Culture is a magnificent interplay of non-tangible phenomena and perceptible artifacts of daily life. People experience the impact of various cultures constantly with or without recognizing it. According to Ozer and Schwartz, individuals react differently to the process of cultural globalization: some might endorse it and feel self-fulfillment, and others might try to escape it. Yet, I prefer to view the influence of culture in the context of my experience, which is loosely connected to globalization and, at the same time, provides me with similar experiences: defensive and proactive. I can state one can embrace new cultures only voluntarily, as I did with the 12-step program, and reject the influence if it is somehow imposed, as was with food and religion for me.
My latest cultural influence is the book called Alcoholic Anonymous and the community, which supports and represents its values and beliefs. Namely, I am a 12-step practitioner, a follower of the program that endorses personal growth, forgiveness, and acceptance of oneself. I have decided to participate in the program, and I visit people who have done the same. As a result, I engage with the new culture of self-perception formed not only by the local community but the tradition of people with similar issues. I believe that if I were made to participate in the program, I would not appreciate its value. Yet, the comprehension of the fact that it was my own choice to be influenced makes me feel better about my life and accept the new identity.

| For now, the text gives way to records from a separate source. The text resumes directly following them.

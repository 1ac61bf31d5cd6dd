//! Runtime orchestration and lifecycle management.
//!
//! This module contains the infrastructure for running the catalog service:
//!
//! - **Service lifecycle**: Starting the store and dispatcher, then stopping them in order
//! - **Wiring**: Registering the dispatcher at the service address and handing out producers
//! - **Observability setup**: Initializing tracing and logging
//!
//! # Main Components
//!
//! - [`CatalogSystem`] - Owns the bus, the running tasks, and the product client
//! - [`setup_tracing`] - Initializes the tracing/logging infrastructure

pub mod catalog_system;
pub mod tracing;

pub use catalog_system::*;
pub use tracing::*;
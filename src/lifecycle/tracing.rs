//! # Observability & Tracing
//!
//! The [`setup_tracing`] function initializes structured logging with the `tracing` crate.
//!
//! ## Configuration
//!
//! The service uses a compact format that hides the crate/module prefix (`with_target(false)`).
//! Levels come from `RUST_LOG`; without it everything at `info` and above is shown.
//!
//! ## Usage Examples
//!
//! ```bash
//! # Request lines, dispatcher and store lifecycle (default)
//! RUST_LOG=info cargo run
//!
//! # Every command sent and every store call
//! RUST_LOG=debug cargo run
//!
//! # Only the dispatcher
//! RUST_LOG=catalog_bus::dispatcher=debug cargo run
//! ```
//!
//! ## What Gets Traced
//!
//! With `RUST_LOG=debug` a single `POST /api/v1/products` looks like:
//!
//! ```text
//! DEBUG request{method=POST uri=/api/v1/products}: started processing request
//! DEBUG create:send{command="ADD"}: Sending request
//! DEBUG Dispatching command="ADD"
//! INFO  Inserted id="2c1a..." size=1
//! INFO  Product added id="2c1a..."
//! DEBUG Request completed address="catalog.products" ok=true
//! DEBUG request{method=POST uri=/api/v1/products}: finished processing request status=201
//! ```
//!
//! Business errors (`No items found`) are logged at `debug`, rejected envelopes
//! and timeouts at `warn`, store failures at `error`.
use tracing_subscriber::EnvFilter;

pub fn setup_tracing() {
    let filter = EnvFilter::try_from_default_env().unwrap_or_else(|_| EnvFilter::new("info"));

    tracing_subscriber::fmt()
        .with_env_filter(filter)
        .with_target(false)
        .compact()
        .init();
}
//! HTTP surface of the catalog.
//!
//! - `/api/v1/products[/:id]` - product CRUD, guarded by [`auth::require_auth_token`]
//! - any other path - the home page from [`home::home_page`]

pub mod auth;
pub mod home;
pub mod routes;

use crate::clients::ProductClient;
use axum::{middleware, Router};
use std::sync::Arc;
use tower_http::trace::TraceLayer;

/// Shared handler state.
#[derive(Clone)]
pub struct AppState {
    pub products: ProductClient,
}

/// Builds the full application router.
pub fn build_app(state: AppState, auth_token: impl Into<Arc<str>>) -> Router {
    let auth_token: Arc<str> = auth_token.into();
    let api = routes::product_routes()
        .fallback(routes::api_not_found)
        .layer(middleware::from_fn_with_state(
            auth_token,
            auth::require_auth_token,
        ));

    Router::new()
        .nest("/api", api)
        .fallback(home::home_page)
        .layer(TraceLayer::new_for_http())
        .with_state(state)
}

However, some cultural influences might cause negative emotions due to their overarching intrusion into the realm of personal identity. As such, I was born in Paterson, NJ, and at some moment, my grandparents from Virginia migrated here, seeking work. They brought changes: we ate southern dishes, such as fried chicken, pig feet, and pork chops. This abruptly impacted my lifestyle and needs, imposing new traditions. For some moment, this food made me feel like a southerner, although I was not. This impressed identity has never been fulfilling for me due to its artificiality, and, as a result, I eat none of these meals today, being a vegetarian. Hence, the non-voluntary nature made me reject the false personality and negatively perceive the event.

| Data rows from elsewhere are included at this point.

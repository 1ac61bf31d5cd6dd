//! # Mock Store
//!
//! A [`DocumentStore`] whose outcomes are scripted up front, for testing the
//! dispatcher without a running store.
//!
//! ```ignore
//! let store = MockStore::new();
//! store.expect_insert().return_ok("34241123".to_string());
//! store.expect_update().return_err(StoreError::Backend("timeout".into()));
//!
//! // hand `store.clone()` to the code under test...
//! store.verify(); // panics if any expectation is left over
//! ```
//!
//! Expectations are consumed in order. A call that does not match the next
//! expectation panics, failing the test.

use super::{Document, DocumentStore, Filter, FindOptions, StoreError, UpdateOutcome};
use async_trait::async_trait;
use std::collections::VecDeque;
use std::sync::{Arc, Mutex};

enum Expectation {
    Find(Result<Vec<Document>, StoreError>),
    Insert(Result<String, StoreError>),
    Update(Result<UpdateOutcome, StoreError>),
    Delete(Result<Option<Document>, StoreError>),
}

impl Expectation {
    fn name(&self) -> &'static str {
        match self {
            Expectation::Find(_) => "find",
            Expectation::Insert(_) => "insert",
            Expectation::Update(_) => "update",
            Expectation::Delete(_) => "delete",
        }
    }
}

/// A call observed by the mock, kept for assertions.
#[derive(Debug, Clone, PartialEq)]
pub enum RecordedCall {
    Find { filter: Filter, options: FindOptions },
    Insert { document: Document },
    Update { filter: Filter, set: Document },
    Delete { filter: Filter },
}

#[derive(Default)]
struct State {
    expectations: VecDeque<Expectation>,
    calls: Vec<RecordedCall>,
}

/// A scripted store. Clones share the same expectations.
#[derive(Clone, Default)]
pub struct MockStore {
    state: Arc<Mutex<State>>,
}

impl MockStore {
    pub fn new() -> Self {
        Self::default()
    }

    pub fn expect_find(&self) -> ExpectationBuilder<'_, Vec<Document>> {
        ExpectationBuilder { store: self, wrap: Expectation::Find }
    }

    pub fn expect_insert(&self) -> ExpectationBuilder<'_, String> {
        ExpectationBuilder { store: self, wrap: Expectation::Insert }
    }

    pub fn expect_update(&self) -> ExpectationBuilder<'_, UpdateOutcome> {
        ExpectationBuilder { store: self, wrap: Expectation::Update }
    }

    pub fn expect_delete(&self) -> ExpectationBuilder<'_, Option<Document>> {
        ExpectationBuilder { store: self, wrap: Expectation::Delete }
    }

    /// Every call made so far, in order.
    pub fn calls(&self) -> Vec<RecordedCall> {
        self.state.lock().unwrap().calls.clone()
    }

    /// Verifies that all expectations were met.
    pub fn verify(&self) {
        let state = self.state.lock().unwrap();
        if !state.expectations.is_empty() {
            panic!(
                "Not all expectations were met. {} remaining",
                state.expectations.len()
            );
        }
    }

    fn push(&self, expectation: Expectation) {
        self.state.lock().unwrap().expectations.push_back(expectation);
    }

    fn next(&self, call: RecordedCall) -> Expectation {
        let mut state = self.state.lock().unwrap();
        state.calls.push(call.clone());
        match state.expectations.pop_front() {
            Some(expectation) => expectation,
            None => panic!("Unexpected store call: {:?}", call),
        }
    }
}

/// Builder returned by the `expect_*` methods.
pub struct ExpectationBuilder<'a, T> {
    store: &'a MockStore,
    wrap: fn(Result<T, StoreError>) -> Expectation,
}

impl<T> ExpectationBuilder<'_, T> {
    /// Sets the expectation to return a successful result.
    pub fn return_ok(self, value: T) {
        self.store.push((self.wrap)(Ok(value)));
    }

    /// Sets the expectation to return an error.
    pub fn return_err(self, error: StoreError) {
        self.store.push((self.wrap)(Err(error)));
    }
}

#[async_trait]
impl DocumentStore for MockStore {
    async fn find(&self, filter: Filter, options: FindOptions) -> Result<Vec<Document>, StoreError> {
        match self.next(RecordedCall::Find { filter, options }) {
            Expectation::Find(response) => response,
            other => panic!("Expected {} but store received find", other.name()),
        }
    }

    async fn insert(&self, document: Document) -> Result<String, StoreError> {
        match self.next(RecordedCall::Insert { document }) {
            Expectation::Insert(response) => response,
            other => panic!("Expected {} but store received insert", other.name()),
        }
    }

    async fn update(&self, filter: Filter, set: Document) -> Result<UpdateOutcome, StoreError> {
        match self.next(RecordedCall::Update { filter, set }) {
            Expectation::Update(response) => response,
            other => panic!("Expected {} but store received update", other.name()),
        }
    }

    async fn delete(&self, filter: Filter) -> Result<Option<Document>, StoreError> {
        match self.next(RecordedCall::Delete { filter }) {
            Expectation::Delete(response) => response,
            other => panic!("Expected {} but store received delete", other.name()),
        }
    }
}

Finally, there is a matter of religion that also had an imposing influence on my identity, which I later rejected. I was brought up in a religious family as a Baptist. The church doctrine had a significant impact in the ways that I thought, my values, and my beliefs. However, I had never personally accepted these tenets; instead, it was something that was inflicted upon me in childhood without my entire understanding of it. Today, I do not consider myself a Christian, but a non-religious person. I believe that this change demonstrates how false identity is constantly being rejected because of the lack of my freewill presence in the decision-making about these influences.

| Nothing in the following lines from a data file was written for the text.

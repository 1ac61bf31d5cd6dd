use axum::{
    extract::{Request, State},
    http::{
        header::{ACCESS_CONTROL_ALLOW_METHODS, ACCESS_CONTROL_ALLOW_ORIGIN},
        HeaderName, HeaderValue, StatusCode,
    },
    middleware::Next,
    response::{IntoResponse, Response},
    Json,
};
use serde_json::json;
use std::sync::Arc;
use tracing::debug;

/// Header carrying the shared API token.
pub const AUTH_HEADER: HeaderName = HeaderName::from_static("authtoken");

pub const NOT_AUTHORIZED: &str = "Not Authorized to use these APIs";

const ALLOWED_METHODS: &str = "GET,POST,PUT,DELETE";

/// Token check for every `/api` request.
///
/// Requests without the exact token are answered with 401 and never reach a
/// handler. Accepted requests get permissive CORS headers on the way out.
pub async fn require_auth_token(
    State(expected): State<Arc<str>>,
    request: Request,
    next: Next,
) -> Response {
    let presented = request
        .headers()
        .get(AUTH_HEADER)
        .and_then(|value| value.to_str().ok());

    if presented != Some(expected.as_ref()) {
        debug!(method = %request.method(), uri = %request.uri(), "Rejected request without valid token");
        return (
            StatusCode::UNAUTHORIZED,
            Json(json!({ "error": NOT_AUTHORIZED })),
        )
            .into_response();
    }

    let mut response = next.run(request).await;
    let headers = response.headers_mut();
    headers.insert(ACCESS_CONTROL_ALLOW_ORIGIN, HeaderValue::from_static("*"));
    headers.insert(
        ACCESS_CONTROL_ALLOW_METHODS,
        HeaderValue::from_static(ALLOWED_METHODS),
    );
    response
}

To conclude, my experience suggests that cultural influence is impossible if one does not accept and embrace it because of one’s free will. Then, the imposed influence would be rejected because it causes a substitution of the true identity of a person. Therefore, people should be aware of these changes and connections so that to evaluate their experiences with culture critically and support their wellbeing.
Ozer, Simon, and Seth J. Schwartz. “Identity Development in the Era of Globalization: Globalization-Based Acculturation and Personal Identity Development Among Danish Emerging Adults.” European Journal of Developmental Psychology, vol. 19, no. 1, 2020, pp. 22–42. Crossref.